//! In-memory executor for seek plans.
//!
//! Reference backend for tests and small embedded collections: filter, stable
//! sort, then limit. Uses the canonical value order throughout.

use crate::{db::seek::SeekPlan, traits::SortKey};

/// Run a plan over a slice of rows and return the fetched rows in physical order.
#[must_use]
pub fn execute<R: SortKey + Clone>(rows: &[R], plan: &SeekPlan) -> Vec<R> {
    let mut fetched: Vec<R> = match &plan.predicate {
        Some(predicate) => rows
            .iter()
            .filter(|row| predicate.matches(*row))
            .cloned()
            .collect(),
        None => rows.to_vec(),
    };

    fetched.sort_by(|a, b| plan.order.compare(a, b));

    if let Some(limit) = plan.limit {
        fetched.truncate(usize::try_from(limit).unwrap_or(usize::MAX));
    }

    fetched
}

---

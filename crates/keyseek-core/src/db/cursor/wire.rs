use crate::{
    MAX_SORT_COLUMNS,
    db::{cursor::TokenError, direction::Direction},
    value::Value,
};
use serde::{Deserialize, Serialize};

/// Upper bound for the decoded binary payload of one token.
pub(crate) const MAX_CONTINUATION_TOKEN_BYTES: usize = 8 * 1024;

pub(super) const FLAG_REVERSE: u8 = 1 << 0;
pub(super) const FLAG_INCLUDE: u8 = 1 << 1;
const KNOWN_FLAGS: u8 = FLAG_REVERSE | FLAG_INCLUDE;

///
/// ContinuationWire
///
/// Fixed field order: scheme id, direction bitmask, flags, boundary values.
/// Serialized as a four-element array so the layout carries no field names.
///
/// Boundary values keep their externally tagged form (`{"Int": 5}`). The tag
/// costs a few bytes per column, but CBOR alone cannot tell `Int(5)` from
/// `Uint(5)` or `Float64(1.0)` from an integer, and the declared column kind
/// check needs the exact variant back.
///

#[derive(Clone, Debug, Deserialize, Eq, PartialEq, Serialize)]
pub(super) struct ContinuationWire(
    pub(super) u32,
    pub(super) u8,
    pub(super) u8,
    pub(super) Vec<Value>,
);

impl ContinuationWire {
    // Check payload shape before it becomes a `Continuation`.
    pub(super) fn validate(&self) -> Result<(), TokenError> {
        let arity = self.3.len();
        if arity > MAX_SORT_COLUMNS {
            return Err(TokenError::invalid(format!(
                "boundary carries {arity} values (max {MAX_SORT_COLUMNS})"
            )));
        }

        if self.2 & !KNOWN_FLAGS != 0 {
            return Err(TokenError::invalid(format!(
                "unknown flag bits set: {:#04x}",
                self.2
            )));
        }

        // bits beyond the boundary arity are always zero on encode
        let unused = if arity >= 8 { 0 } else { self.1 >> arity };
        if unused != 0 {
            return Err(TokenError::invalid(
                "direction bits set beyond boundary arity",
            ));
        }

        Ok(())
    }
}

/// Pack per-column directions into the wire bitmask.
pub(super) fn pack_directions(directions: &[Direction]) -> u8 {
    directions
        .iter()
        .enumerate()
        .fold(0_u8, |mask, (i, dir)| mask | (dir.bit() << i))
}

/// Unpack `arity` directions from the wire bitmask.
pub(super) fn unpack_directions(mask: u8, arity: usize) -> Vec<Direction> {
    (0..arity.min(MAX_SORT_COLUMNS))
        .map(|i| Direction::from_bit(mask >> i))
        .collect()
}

* * *

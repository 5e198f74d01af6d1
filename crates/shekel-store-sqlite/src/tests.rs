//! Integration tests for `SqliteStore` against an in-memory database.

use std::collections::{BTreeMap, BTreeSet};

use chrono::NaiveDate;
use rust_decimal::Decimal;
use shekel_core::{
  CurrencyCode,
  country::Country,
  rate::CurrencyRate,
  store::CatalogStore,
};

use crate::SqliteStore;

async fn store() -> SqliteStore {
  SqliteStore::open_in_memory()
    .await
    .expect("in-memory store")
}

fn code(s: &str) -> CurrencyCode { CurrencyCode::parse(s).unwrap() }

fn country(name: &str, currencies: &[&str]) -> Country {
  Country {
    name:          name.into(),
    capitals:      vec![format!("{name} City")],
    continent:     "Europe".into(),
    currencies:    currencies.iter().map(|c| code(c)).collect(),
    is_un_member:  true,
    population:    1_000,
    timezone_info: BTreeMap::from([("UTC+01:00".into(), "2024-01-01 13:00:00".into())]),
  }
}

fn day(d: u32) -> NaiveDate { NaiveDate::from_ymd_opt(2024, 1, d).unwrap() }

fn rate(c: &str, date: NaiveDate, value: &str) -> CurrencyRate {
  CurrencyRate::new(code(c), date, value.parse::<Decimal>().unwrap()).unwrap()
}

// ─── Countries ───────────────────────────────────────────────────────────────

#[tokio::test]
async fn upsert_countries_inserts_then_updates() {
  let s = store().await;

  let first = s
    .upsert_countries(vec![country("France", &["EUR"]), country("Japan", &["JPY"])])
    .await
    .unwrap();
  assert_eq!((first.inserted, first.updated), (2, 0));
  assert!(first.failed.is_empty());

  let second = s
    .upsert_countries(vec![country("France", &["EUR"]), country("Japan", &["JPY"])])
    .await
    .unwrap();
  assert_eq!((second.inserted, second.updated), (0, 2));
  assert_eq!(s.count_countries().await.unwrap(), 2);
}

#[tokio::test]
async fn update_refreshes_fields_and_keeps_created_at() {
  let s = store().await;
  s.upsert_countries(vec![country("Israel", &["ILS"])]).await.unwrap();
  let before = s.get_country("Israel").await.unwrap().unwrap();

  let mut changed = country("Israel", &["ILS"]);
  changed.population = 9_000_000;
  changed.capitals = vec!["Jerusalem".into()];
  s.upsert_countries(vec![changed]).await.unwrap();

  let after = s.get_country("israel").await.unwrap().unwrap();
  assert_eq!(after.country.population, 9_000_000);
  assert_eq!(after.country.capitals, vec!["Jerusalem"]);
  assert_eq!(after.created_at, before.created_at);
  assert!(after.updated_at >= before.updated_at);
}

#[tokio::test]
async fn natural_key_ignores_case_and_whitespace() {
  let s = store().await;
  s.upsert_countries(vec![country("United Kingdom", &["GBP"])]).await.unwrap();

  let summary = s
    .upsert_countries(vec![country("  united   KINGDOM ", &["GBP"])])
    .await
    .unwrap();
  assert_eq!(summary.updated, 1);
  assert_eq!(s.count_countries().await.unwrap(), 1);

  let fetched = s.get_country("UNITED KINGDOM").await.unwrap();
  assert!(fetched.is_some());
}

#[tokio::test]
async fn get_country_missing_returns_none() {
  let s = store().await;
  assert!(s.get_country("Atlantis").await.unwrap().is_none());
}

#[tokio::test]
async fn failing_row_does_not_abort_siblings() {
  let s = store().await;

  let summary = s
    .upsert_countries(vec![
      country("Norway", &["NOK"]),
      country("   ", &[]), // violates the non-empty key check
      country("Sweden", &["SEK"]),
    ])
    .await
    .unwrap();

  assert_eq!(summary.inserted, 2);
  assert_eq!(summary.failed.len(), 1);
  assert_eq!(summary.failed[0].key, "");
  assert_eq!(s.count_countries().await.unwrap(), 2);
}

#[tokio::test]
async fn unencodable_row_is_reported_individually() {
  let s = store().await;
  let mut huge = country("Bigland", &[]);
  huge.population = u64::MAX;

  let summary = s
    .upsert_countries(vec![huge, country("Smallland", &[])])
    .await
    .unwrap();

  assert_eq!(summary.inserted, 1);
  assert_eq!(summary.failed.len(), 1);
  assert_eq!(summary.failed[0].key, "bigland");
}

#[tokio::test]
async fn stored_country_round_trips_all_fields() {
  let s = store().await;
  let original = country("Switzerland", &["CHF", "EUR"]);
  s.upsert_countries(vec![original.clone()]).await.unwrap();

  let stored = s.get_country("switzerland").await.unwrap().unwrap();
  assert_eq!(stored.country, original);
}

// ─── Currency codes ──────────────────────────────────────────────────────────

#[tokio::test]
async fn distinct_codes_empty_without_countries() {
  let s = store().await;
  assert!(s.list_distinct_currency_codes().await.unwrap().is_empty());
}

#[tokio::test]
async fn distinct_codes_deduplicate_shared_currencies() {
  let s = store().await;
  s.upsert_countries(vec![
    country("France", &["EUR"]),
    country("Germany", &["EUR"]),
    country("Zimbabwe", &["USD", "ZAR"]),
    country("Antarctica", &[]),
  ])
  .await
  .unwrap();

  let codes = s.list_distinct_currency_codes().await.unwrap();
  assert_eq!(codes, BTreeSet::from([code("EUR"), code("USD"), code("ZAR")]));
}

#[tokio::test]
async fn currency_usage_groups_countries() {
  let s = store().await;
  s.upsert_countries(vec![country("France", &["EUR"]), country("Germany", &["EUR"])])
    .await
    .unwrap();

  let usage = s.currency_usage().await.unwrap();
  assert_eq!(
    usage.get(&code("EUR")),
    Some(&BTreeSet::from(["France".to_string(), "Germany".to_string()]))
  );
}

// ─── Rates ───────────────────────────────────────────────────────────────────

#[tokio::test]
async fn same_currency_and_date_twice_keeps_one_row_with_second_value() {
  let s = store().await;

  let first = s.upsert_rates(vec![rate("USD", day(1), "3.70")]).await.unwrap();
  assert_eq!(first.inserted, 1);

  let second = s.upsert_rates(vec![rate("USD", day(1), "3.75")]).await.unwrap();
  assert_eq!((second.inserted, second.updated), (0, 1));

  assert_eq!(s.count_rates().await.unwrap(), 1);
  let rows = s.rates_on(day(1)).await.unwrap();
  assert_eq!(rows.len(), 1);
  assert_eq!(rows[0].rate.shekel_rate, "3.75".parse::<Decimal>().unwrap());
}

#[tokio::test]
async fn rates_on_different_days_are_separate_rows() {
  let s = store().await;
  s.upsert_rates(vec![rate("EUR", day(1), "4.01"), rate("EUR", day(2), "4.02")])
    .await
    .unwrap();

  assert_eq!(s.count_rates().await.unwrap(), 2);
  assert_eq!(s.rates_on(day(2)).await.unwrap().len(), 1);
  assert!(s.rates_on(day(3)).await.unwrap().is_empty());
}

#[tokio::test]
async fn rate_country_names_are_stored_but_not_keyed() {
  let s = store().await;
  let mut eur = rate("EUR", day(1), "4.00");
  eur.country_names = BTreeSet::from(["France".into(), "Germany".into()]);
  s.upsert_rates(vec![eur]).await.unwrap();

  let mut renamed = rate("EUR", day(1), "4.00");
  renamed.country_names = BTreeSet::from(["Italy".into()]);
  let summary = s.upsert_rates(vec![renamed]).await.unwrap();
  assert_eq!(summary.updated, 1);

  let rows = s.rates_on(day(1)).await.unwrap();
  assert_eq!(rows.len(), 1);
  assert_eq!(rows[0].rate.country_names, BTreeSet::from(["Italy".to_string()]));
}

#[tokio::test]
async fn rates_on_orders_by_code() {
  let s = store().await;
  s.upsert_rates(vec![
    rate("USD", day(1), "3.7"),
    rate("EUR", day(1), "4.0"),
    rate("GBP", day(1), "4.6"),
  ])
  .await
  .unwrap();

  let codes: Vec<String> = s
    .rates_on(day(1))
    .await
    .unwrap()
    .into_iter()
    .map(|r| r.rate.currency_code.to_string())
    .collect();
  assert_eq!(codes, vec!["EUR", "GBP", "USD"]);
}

• AIM OF THE EXERCISE
Please find every line in the records above that holds the word "SeekPlan" and copy it.

• SOLUTION
use crate::{db::seek::SeekPlan, traits::SortKey};
pub fn execute<R: SortKey + Clone>(rows: &[R], plan: &SeekPlan) -> Vec<R> {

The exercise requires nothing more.